Housing is a normal economic market that is responsive to changes on both the demand and supply side. The major problem with housing in this country is that restrictive policies have put a damper on housing supply so that it is not able to keep up with demand. Seattle has a normal amount of vacancies in it. It could have 2X the housing (and thus have a lot more people living in Seattle paying lower rents) and still have the same percentage vacancy. It's not a real or valid argument to say "look there's more vacancies than homeless people, so supply must be fine".


A "normal number" of housing vacancies would only make sense if everyone was housed. Housing isn't a voluntary good, where you'll expect some unsold stock and you'll expect not everyone to buy one -- everyone needs a place to live, and will spend as much as they have to in order to get housing of minimal quality. The entire concept of a "normal" number of vacancies doesn't make sense here.


There absolutely is a "normal" amount of vacancies because it takes time for a house to sell, for someone to move out and then someone else to move in, for a new lease to be signed, etc. It's exactly the same dynamic with employment; there is a "normal" amount of a unemployment (a low single digit number) that is impossible to improve past, simply because it takes time to find a job. Housing is no different.

Also, most of the homeless are unhoused because they either can't afford a home or they have mental illness/drug addiction issues that makes them incapable of earning money in order to be able to afford a house. It doesn't matter if housing is vacant if you don't have the means to pay the rent, or if they won't even consider you for a lease anyway because you don't have a reliable source of income.

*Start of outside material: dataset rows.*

//! End-to-end relay flow tests.
//!
//! These wire the full stack the way gantryd does: hub, registry, bridge,
//! router, and bus over in-memory stores. Events go in through the bus and
//! assertions land on channel subscriptions and persisted state.

use std::sync::Arc;
use std::time::Duration;

use gantry_domain::{
    Build, BuildDelta, BuildId, BuildStatus, DistributorEvent, LogLine, ProjectRef,
};
use gantry_relay::{
    spawn_router, BuildEventBus, ChannelHub, ChannelMessage, ChannelName, ChannelRegistry,
    ChannelSink, EventRouter, RelayMetrics, StorageBridge,
};
use gantry_store::fakes::{MemoryBuildStore, MemoryLogStore, MemoryProjectStore};
use gantry_store::LogStore;

struct Relay {
    hub: Arc<ChannelHub>,
    logs: Arc<MemoryLogStore>,
    metrics: Arc<RelayMetrics>,
    bus: BuildEventBus,
}

/// Wire the full relay over in-memory stores and spawn the router task.
fn start_relay() -> Relay {
    let hub = Arc::new(ChannelHub::new(64));
    let logs = Arc::new(MemoryLogStore::new());
    let metrics = Arc::new(RelayMetrics::new());

    let registry = Arc::new(ChannelRegistry::new(
        Arc::clone(&hub) as Arc<dyn ChannelSink>,
        Arc::clone(&logs) as Arc<dyn LogStore>,
        Arc::clone(&metrics),
    ));
    let bridge = Arc::new(StorageBridge::new(
        Arc::new(MemoryBuildStore::new()),
        Arc::clone(&logs) as Arc<dyn LogStore>,
        Arc::new(MemoryProjectStore::new()),
        Arc::clone(&metrics),
    ));
    let router = Arc::new(EventRouter::new(
        registry,
        Arc::clone(&hub) as Arc<dyn ChannelSink>,
        bridge,
        Arc::clone(&metrics),
    ));

    let bus = BuildEventBus::new(64);
    spawn_router(&bus, router);

    Relay {
        hub,
        logs,
        metrics,
        bus,
    }
}

fn running_build(id: u64) -> Build {
    Build::new(BuildId(id), ProjectRef::new("website"), BuildStatus::Running)
}

fn data(id: u64, chunk: &str) -> DistributorEvent {
    DistributorEvent::BuildData {
        build: running_build(id),
        chunk: chunk.to_string(),
    }
}

fn completed(id: u64) -> DistributorEvent {
    DistributorEvent::BuildUpdated {
        build: running_build(id),
        changes: BuildDelta::new().with("completed", true),
    }
}

/// Poll the log store until `count` lines exist for the build.
async fn wait_for_lines(logs: &MemoryLogStore, build_id: BuildId, count: usize) -> Vec<LogLine> {
    for _ in 0..100 {
        let lines = logs.find(build_id).await.expect("log store read");
        if lines.len() >= count {
            return lines;
        }
        tokio::time::sleep(Duration::from_millis(10)).await;
    }
    panic!("timed out waiting for {count} persisted lines of build {build_id}");
}

async fn recv_lines(sub: &mut gantry_relay::ChannelSubscription) -> Vec<LogLine> {
    match sub.live.recv().await.expect("live channel closed") {
        ChannelMessage::LinesAppended { lines } => lines,
        other => panic!("expected appended lines, got {:?}", other),
    }
}

/// Chunk boundaries never show up in the numbered lines a subscriber sees.
#[tokio::test]
async fn chunking_is_invisible_to_subscribers() {
    let relay = start_relay();
    let mut sub = relay.hub.subscribe(ChannelName::Build(BuildId(1))).await;

    relay.bus.publish(data(1, "he"));
    relay.bus.publish(data(1, "llo\nwor"));
    relay.bus.publish(data(1, "ld\n"));

    assert_eq!(recv_lines(&mut sub).await, vec![LogLine::new(BuildId(1), 1, "he")]);
    assert_eq!(
        recv_lines(&mut sub).await,
        vec![LogLine::new(BuildId(1), 1, "hello")]
    );
    assert_eq!(
        recv_lines(&mut sub).await,
        vec![LogLine::new(BuildId(1), 2, "world")]
    );

    // Storage converges on the final text per line number.
    let lines = wait_for_lines(&relay.logs, BuildId(1), 2).await;
    assert_eq!(
        lines,
        vec![
            LogLine::new(BuildId(1), 1, "hello"),
            LogLine::new(BuildId(1), 2, "world"),
        ]
    );

    assert_eq!(relay.metrics.events_routed(), 3);
    assert_eq!(relay.metrics.chunks_processed(), 3);
    assert_eq!(relay.metrics.lines_emitted(), 3);
}

/// A subscriber that joins mid-build gets persisted history as a backlog
/// sync before any live line.
#[tokio::test]
async fn late_subscriber_syncs_history_first() {
    let relay = start_relay();

    relay.bus.publish(data(2, "one\ntwo\n"));
    wait_for_lines(&relay.logs, BuildId(2), 2).await;

    let mut sub = relay.hub.subscribe(ChannelName::Build(BuildId(2))).await;
    match sub.backlog {
        Some(ChannelMessage::LinesSynced { ref lines }) => {
            assert_eq!(
                *lines,
                vec![
                    LogLine::new(BuildId(2), 1, "one"),
                    LogLine::new(BuildId(2), 2, "two"),
                ]
            );
        }
        ref other => panic!("expected synced backlog, got {:?}", other),
    }

    relay.bus.publish(data(2, "three\n"));
    assert_eq!(
        recv_lines(&mut sub).await,
        vec![LogLine::new(BuildId(2), 3, "three")]
    );

    assert_eq!(relay.metrics.backlog_syncs(), 1);
}

/// Completion invalidates the project, flushes the trailing partial to
/// subscribers, and lands the full log in storage.
#[tokio::test]
async fn completion_flushes_and_invalidates() {
    let relay = start_relay();
    let mut build_sub = relay.hub.subscribe(ChannelName::Build(BuildId(3))).await;
    let mut project_sub = relay.hub.subscribe(ChannelName::Projects).await;

    relay.bus.publish(data(3, "building...\nexit code 0"));
    assert_eq!(
        recv_lines(&mut build_sub).await,
        vec![LogLine::new(BuildId(3), 1, "building...")]
    );

    relay.bus.publish(completed(3));

    assert_eq!(
        project_sub.live.recv().await.unwrap(),
        ChannelMessage::ProjectInvalidated {
            name: "website".to_string(),
        }
    );
    assert_eq!(
        recv_lines(&mut build_sub).await,
        vec![LogLine::new(BuildId(3), 2, "exit code 0")]
    );

    let lines = wait_for_lines(&relay.logs, BuildId(3), 2).await;
    assert_eq!(lines[1], LogLine::new(BuildId(3), 2, "exit code 0"));
}

/// Lifecycle traffic rides the global builds channel.
#[tokio::test]
async fn lifecycle_reaches_the_builds_channel() {
    let relay = start_relay();
    let mut builds = relay.hub.subscribe(ChannelName::Builds).await;

    relay.bus.publish(DistributorEvent::BuildUpdated {
        build: running_build(4),
        changes: BuildDelta::new().with("status", "running"),
    });
    relay.bus.publish(DistributorEvent::BuildCanceled {
        build: running_build(4),
    });

    assert!(matches!(
        builds.live.recv().await.unwrap(),
        ChannelMessage::BuildChanged { build_id: BuildId(4), .. }
    ));
    assert_eq!(
        builds.live.recv().await.unwrap(),
        ChannelMessage::BuildCanceled { build_id: BuildId(4) }
    );
}

/// Two builds interleaved on the bus keep independent numbering and
/// channels.
#[tokio::test]
async fn interleaved_builds_stay_isolated() {
    let relay = start_relay();
    let mut sub_a = relay.hub.subscribe(ChannelName::Build(BuildId(5))).await;
    let mut sub_b = relay.hub.subscribe(ChannelName::Build(BuildId(6))).await;

    relay.bus.publish(data(5, "alpha\n"));
    relay.bus.publish(data(6, "bravo\n"));
    relay.bus.publish(data(5, "charlie\n"));

    assert_eq!(
        recv_lines(&mut sub_a).await,
        vec![LogLine::new(BuildId(5), 1, "alpha")]
    );
    assert_eq!(
        recv_lines(&mut sub_a).await,
        vec![LogLine::new(BuildId(5), 2, "charlie")]
    );
    assert_eq!(
        recv_lines(&mut sub_b).await,
        vec![LogLine::new(BuildId(6), 1, "bravo")]
    );
}

/// Output restarted after completion begins a fresh numbering sequence,
/// and the superseding lines overwrite storage.
#[tokio::test]
async fn numbering_resets_after_completion() {
    let relay = start_relay();
    let mut sub = relay.hub.subscribe(ChannelName::Build(BuildId(7))).await;

    relay.bus.publish(data(7, "first run\n"));
    assert_eq!(
        recv_lines(&mut sub).await,
        vec![LogLine::new(BuildId(7), 1, "first run")]
    );

    relay.bus.publish(completed(7));
    relay.bus.publish(data(7, "second run\n"));

    assert_eq!(
        recv_lines(&mut sub).await,
        vec![LogLine::new(BuildId(7), 1, "second run")]
    );

    // The retry's line 1 replaces the original in storage.
    for _ in 0..100 {
        let lines = relay.logs.find(BuildId(7)).await.expect("log store read");
        if lines == vec![LogLine::new(BuildId(7), 1, "second run")] {
            return;
        }
        tokio::time::sleep(Duration::from_millis(10)).await;
    }
    panic!("storage never converged on the retried line");
}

The implication in his argument was that prices will increase in general.

My argument is that we don't know what the overall effect will be.

Edit: In other words, if housing increases by $10 but the cost of other stuff decreases by $20 then you still come out ahead.


You're right of course, but also way more optimistic than me.


It seems pretty complex to design a version of a lax unemployment policy that eliminates steep cliffs that might disincentivize working, is fair, and also doesn't let anybody slip through the cracks. How do you handle someone quitting voluntarily, or retiring early, or starting their own business which doesn't pay them yet, or only paying themselves a small amount, or working a part-time job on the side while focusing on something else, etc.

The income tax code already exists and has to solve some of these problems, so it seems easier to give everyone the money and then tax it back from the highest earners later (or implement it as a negative income tax, but that has its own hurdles as well, i.e. imagine a homeless person needing to wait until tax season and then getting paid for the whole year, it would be a big hurdle and they'd still need other assistance programs the rest of the year if they didn't budget the money well enough).


I agree it is complex, I have no answers. Certainly though if the requirement for unemployment is that you have to be actively looking for employment ... sort of nixes it for the want-to-be entrepreneurs.


> 2) rent goes up $1000/month nationwide so it is an even emptier gesture

Do you also expect food, transportation, entertainment, and technology costs to go up $1000/month nationwide?

Rent goes up due to a lack of available apartments or houses in the area. If public policy is geared toward allowing development of sufficient housing for the people wanting to live in a place, that will have a far bigger impact on rents than UBI.


Not an economist. I liken it to the cost of tuition having gone up, perhaps because of the availability of student loans and the willingness (need?) of students to borrow to get a higher education.

Rent is the one you are sort of locked into. Food, etc, you have choices ... moving, much harder to shop around.